2008-08-15

Monads are Plug-ins

As Haskell gains popularity, a dozen articles or more a month about them make the front page at the Programming reddit. Most deal with the necessity of using and understanding monads to control side-effects in Haskell. This is only natural and to be expected since, in Haskell, they're a language design decision, and as such as inescapable as laziness and as structural as the predefined operator precedence.

My background is in OCaml (gratuitous biographical aside: I found a notebook with OCaml code I wrote in '96), and so I view the IO and attendant monads with some disdain. Let me explain myself: my view is that using them to control side-effects is a rather pedestrian application of monads.

There's another, much higher-level view of them, and that is monads as categorical constructions. Category theory, by its very nature as a mathematical framework, is a language in which to express relations and operations between things. It's the mathematical equivalent of the GoF's patterns. So, reading an article like this one left me with the slightly uneasy feeling of having simultaneously not understood much of it (because I don't know Haskell, and because the article has no context to speak of) and knowing that an isomorphism between the IO monad and anything else cannot allow you to "weave in and out of using IO": freeness demands that the "other" side of the isomorphism contain, encode or fake enough of IO so as to be undistinguishable from it (the type of IO' as presented in the article lent me evidence of this). This is where category theory comes handy: understanding by pattern-matching.

The practical upshot of this is that it enables a third view of monads, Moggi's, as capsules of meaning that are, if not composable, certainly pluggable. First in Notions of computation and monads, then in Monads and Effects (whence IO and friends), Moggi shows that monads are the right tool for the (hard) job of making your code independent of, or at least parameterizable by, semantics. Monads are plug-ins.

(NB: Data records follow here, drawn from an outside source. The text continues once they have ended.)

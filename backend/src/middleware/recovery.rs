//! Panic recovery middleware.
//!
//! Converts a panic raised while calling or polling the downstream service
//! into `500 {"error":"Internal Server Error"}` with `Connection: close`. The
//! worker survives and keeps serving later requests.
//!
//! The downstream request is consumed by the panicking call, so the recovery
//! layer leaves a [`RecoverySlot`] in the request extensions. [`Trace`]
//! publishes the request context into it, which lets the recovered response
//! echo the trace id and log inside the request span.
//!
//! [`Trace`]: super::Trace

use std::any::Any;
use std::cell::OnceCell;
use std::fmt;
use std::panic::{AssertUnwindSafe, catch_unwind};
use std::rc::Rc;
use std::task::{Context, Poll};

use actix_web::dev::{Service, ServiceRequest, ServiceResponse, Transform};
use actix_web::http::StatusCode;
use actix_web::http::header::HeaderValue;
use actix_web::{Error, HttpMessage, HttpResponse, ResponseError};
use futures_util::FutureExt;
use futures_util::future::{LocalBoxFuture, Ready, ready};
use serde_json::json;
use tracing::error;

use crate::domain::{RequestContext, TRACE_ID_HEADER};

/// Request context handed back to the recovery layer.
#[derive(Clone, Default)]
pub struct RecoverySlot(Rc<OnceCell<RequestContext>>);

impl RecoverySlot {
    /// Record the request context; later calls are ignored.
    pub fn publish(&self, ctx: RequestContext) {
        let _ = self.0.set(ctx);
    }

    fn get(&self) -> Option<&RequestContext> {
        self.0.get()
    }
}

/// Error standing in for a panicked request.
#[derive(Debug)]
pub struct RecoveredPanic {
    message: String,
    trace_id: Option<String>,
}

impl fmt::Display for RecoveredPanic {
    fn fmt(&self, f: &mut fmt::Formatter<'_>) -> fmt::Result {
        write!(f, "recovered from panic: {}", self.message)
    }
}

impl ResponseError for RecoveredPanic {
    fn status_code(&self) -> StatusCode {
        StatusCode::INTERNAL_SERVER_ERROR
    }

    fn error_response(&self) -> HttpResponse {
        let mut builder = HttpResponse::InternalServerError();
        builder.force_close();
        if let Some(value) = self
            .trace_id
            .as_deref()
            .and_then(|id| HeaderValue::from_str(id).ok())
        {
            builder.insert_header((TRACE_ID_HEADER, value));
        }
        builder.json(json!({ "error": "Internal Server Error" }))
    }
}

fn panic_message(payload: &(dyn Any + Send)) -> &str {
    if let Some(message) = payload.downcast_ref::<&'static str>() {
        message
    } else if let Some(message) = payload.downcast_ref::<String>() {
        message.as_str()
    } else {
        "non-string panic payload"
    }
}

fn recover(slot: &RecoverySlot, payload: &(dyn Any + Send)) -> Error {
    let message = panic_message(payload);
    let ctx = slot.get();
    match ctx {
        Some(ctx) => ctx
            .span()
            .in_scope(|| error!(panic = message, "recovered from panic")),
        None => error!(panic = message, "recovered from panic"),
    }

    RecoveredPanic {
        message: message.to_owned(),
        trace_id: ctx.map(|ctx| ctx.trace_id().to_string()),
    }
    .into()
}

/// Panic recovery middleware factory. Register it outermost.
#[derive(Clone, Copy, Debug, Default)]
pub struct Recovery;

impl<S, B> Transform<S, ServiceRequest> for Recovery
where
    S: Service<ServiceRequest, Response = ServiceResponse<B>, Error = Error> + 'static,
    S::Future: 'static,
    B: 'static,
{
    type Response = ServiceResponse<B>;
    type Error = Error;
    type InitError = ();
    type Transform = RecoveryMiddleware<S>;
    type Future = Ready<Result<Self::Transform, Self::InitError>>;

    fn new_transform(&self, service: S) -> Self::Future {
        ready(Ok(RecoveryMiddleware { service }))
    }
}

/// Service wrapper produced by [`Recovery`].
pub struct RecoveryMiddleware<S> {
    service: S,
}

impl<S, B> Service<ServiceRequest> for RecoveryMiddleware<S>
where
    S: Service<ServiceRequest, Response = ServiceResponse<B>, Error = Error> + 'static,
    S::Future: 'static,
    B: 'static,
{
    type Response = ServiceResponse<B>;
    type Error = Error;
    type Future = LocalBoxFuture<'static, Result<Self::Response, Self::Error>>;

    fn poll_ready(&self, cx: &mut Context<'_>) -> Poll<Result<(), Self::Error>> {
        self.service.poll_ready(cx)
    }

    fn call(&self, req: ServiceRequest) -> Self::Future {
        let slot = RecoverySlot::default();
        req.extensions_mut().insert(slot.clone());

        let fut = match catch_unwind(AssertUnwindSafe(|| self.service.call(req))) {
            Ok(fut) => fut,
            Err(payload) => return Box::pin(ready(Err(recover(&slot, payload.as_ref())))),
        };

        Box::pin(async move {
            match AssertUnwindSafe(fut).catch_unwind().await {
                Ok(result) => result,
                Err(payload) => Err(recover(&slot, payload.as_ref())),
            }
        })
    }
}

In what way are monads plug-ins? Well, a plug-in must have two things: specific behavior that you can invoke to augment your program in unforeseen ways even after you've written it, and a standard interface by which the program can call it. Monads have a rather minimalist interface:

module type MONAD = sig
  type 'a m
  val return : 'a -> 'a m
  val bind   : 'a m -> ('a -> 'b m) -> 'b m
end

First comes a type, α m: this is the "protocol" by which your program and the plug-in communicate without one having to "know too much" (or more than the standardized interface allows) about the other. It lets the monad say, in effect: "for me to be arbitrary but compatible, you'll have to accept that I do things my way". The monad gets to have its "private space" in which to do its job, without fear that the program will mess up its stuff.

Then comes the method return, that the program uses to pass values down to the monad. It lets the code say, "here, have this value for your own use". Finally, there's the operation bind that lets the program and the monad maintain a conversation. With it, the program can say to the monad "oh, when you are done with anything, here's another thing I need you to do", to which the monad responds "OK, I'll take that and give you back the result". This "wiring" aspect to the bind is emphasized in it being usually called >>=, an infix operator.

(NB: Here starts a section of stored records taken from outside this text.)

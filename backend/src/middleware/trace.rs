//! Tracing middleware attaching a request-scoped trace identifier and span.
//!
//! Each request adopts the inbound `X-Trace-ID` header when it is usable and
//! otherwise gets a fresh UUID. A `request` span is opened as a child of the
//! root span handed to [`Trace::new`], and both are stored as a
//! [`RequestContext`] in the request extensions for later middleware and
//! handlers. The context is also published to an enclosing
//! [`Recovery`](super::Recovery) layer when one is present.

use std::rc::Rc;
use std::task::{Context, Poll};

use actix_web::Error;
use actix_web::HttpMessage;
use actix_web::dev::{Service, ServiceRequest, ServiceResponse, Transform};
use actix_web::http::header::{HeaderName, HeaderValue};
use futures_util::future::{LocalBoxFuture, Ready, ready};
use tracing::{Instrument, Span, error, info_span};

use super::recovery::RecoverySlot;
use crate::domain::{RequestContext, TRACE_ID_HEADER, TraceId};

/// Tracing middleware factory.
///
/// # Examples
/// ```
/// use actix_web::App;
/// use movies::Trace;
///
/// let root = tracing::info_span!("movies");
/// let _app = App::new().wrap(Trace::new(root));
/// ```
#[derive(Clone)]
pub struct Trace {
    root: Span,
}

impl Trace {
    /// Create the middleware; request spans become children of `root`.
    pub fn new(root: Span) -> Self {
        Self { root }
    }
}

impl<S, B> Transform<S, ServiceRequest> for Trace
where
    S: Service<ServiceRequest, Response = ServiceResponse<B>, Error = Error> + 'static,
    S::Future: 'static,
    B: 'static,
{
    type Response = ServiceResponse<B>;
    type Error = Error;
    type InitError = ();
    type Transform = TraceMiddleware<S>;
    type Future = Ready<Result<Self::Transform, Self::InitError>>;

    fn new_transform(&self, service: S) -> Self::Future {
        ready(Ok(TraceMiddleware {
            service,
            root: Rc::new(self.root.clone()),
        }))
    }
}

/// Service wrapper produced by [`Trace`].
pub struct TraceMiddleware<S> {
    service: S,
    root: Rc<Span>,
}

impl<S> TraceMiddleware<S> {
    fn request_span(&self, req: &ServiceRequest, trace_id: &TraceId) -> Span {
        let ip = req
            .connection_info()
            .realip_remote_addr()
            .unwrap_or_default()
            .to_owned();
        info_span!(
            parent: self.root.as_ref(),
            "request",
            trace_id = %trace_id,
            ip = %ip,
            proto = ?req.version(),
            method = %req.method(),
            uri = %req.uri(),
        )
    }
}

impl<S, B> Service<ServiceRequest> for TraceMiddleware<S>
where
    S: Service<ServiceRequest, Response = ServiceResponse<B>, Error = Error> + 'static,
    S::Future: 'static,
    B: 'static,
{
    type Response = ServiceResponse<B>;
    type Error = Error;
    type Future = LocalBoxFuture<'static, Result<Self::Response, Self::Error>>;

    fn poll_ready(&self, cx: &mut Context<'_>) -> Poll<Result<(), Self::Error>> {
        self.service.poll_ready(cx)
    }

    fn call(&self, req: ServiceRequest) -> Self::Future {
        let inbound = req
            .headers()
            .get(TRACE_ID_HEADER)
            .and_then(|value| value.to_str().ok());
        let trace_id = TraceId::from_header_or_generate(inbound);
        let span = self.request_span(&req, &trace_id);
        let ctx = RequestContext::new(trace_id.clone(), span.clone());
        if let Some(slot) = req.extensions().get::<RecoverySlot>() {
            slot.publish(ctx.clone());
        }
        req.extensions_mut().insert(ctx);

        let fut = self.service.call(req);
        Box::pin(
            async move {
                let mut res = fut.await?;
                match HeaderValue::from_str(trace_id.as_str()) {
                    Ok(value) => {
                        res.response_mut()
                            .headers_mut()
                            .insert(HeaderName::from_static("x-trace-id"), value);
                    }
                    Err(error) => {
                        error!(%error, "failed to encode trace identifier header");
                    }
                }
                Ok(res)
            }
            .instrument(span),
        )
    }
}

#[cfg(test)]
mod tests {
    use super::*;
    use actix_web::{App, HttpRequest, HttpResponse, test, web};
    use uuid::Uuid;

    async fn echo_context(req: HttpRequest) -> HttpResponse {
        let trace_id = req
            .extensions()
            .get::<RequestContext>()
            .map(|ctx| ctx.trace_id().to_string())
            .unwrap_or_default();
        HttpResponse::Ok().body(trace_id)
    }

    async fn call(req: test::TestRequest) -> (String, String) {
        let app = test::init_service(
            App::new()
                .wrap(Trace::new(Span::none()))
                .route("/", web::get().to(echo_context)),
        )
        .await;
        let res = test::call_service(&app, req.uri("/").to_request()).await;
        let header = res
            .headers()
            .get(TRACE_ID_HEADER)
            .expect("trace id header")
            .to_str()
            .expect("header is ascii")
            .to_owned();
        let body = test::read_body(res).await;
        let body = String::from_utf8(body.to_vec()).expect("utf8 body");
        (header, body)
    }

    #[actix_web::test]
    async fn generates_uuid_when_header_absent() {
        let (header, body) = call(test::TestRequest::get()).await;
        assert!(Uuid::parse_str(&header).is_ok());
        assert_eq!(header, body);
    }

    #[actix_web::test]
    async fn adopts_inbound_trace_id() {
        let (header, body) =
            call(test::TestRequest::get().insert_header((TRACE_ID_HEADER, "client-trace-1"))).await;
        assert_eq!(header, "client-trace-1");
        assert_eq!(body, "client-trace-1");
    }

    #[actix_web::test]
    async fn replaces_unusable_inbound_trace_id() {
        let (header, _) =
            call(test::TestRequest::get().insert_header((TRACE_ID_HEADER, "two words"))).await;
        assert_ne!(header, "two words");
        assert!(Uuid::parse_str(&header).is_ok());
    }

    #[actix_web::test]
    async fn echoes_header_on_unmatched_routes() {
        let app = test::init_service(App::new().wrap(Trace::new(Span::none()))).await;
        let req = test::TestRequest::get().uri("/missing").to_request();
        let res = test::call_service(&app, req).await;
        assert!(res.headers().contains_key(TRACE_ID_HEADER));
    }
}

This is all nice, operational and anthropomorphizing, but hardly illuminating. The fact that the monad functions as a protocol is formalized in the monad laws which every concrete, "plug-in" monad must abide to:

  1. bind (return a) k  ≡  k a
  2. bind m return  ≡  m
  3. bind (bind m k) h  ≡  bind m (fun x -> bind (k x) h)

The first law states that return on the left of bind does nothing. The second law states that return on the right of bind does nothing. The third law means that a bind of binds associates freely. But that's exactly what a monoid is: a "thing" with an associative operation that has a neutral, "do-nothing" element on the left and right of it.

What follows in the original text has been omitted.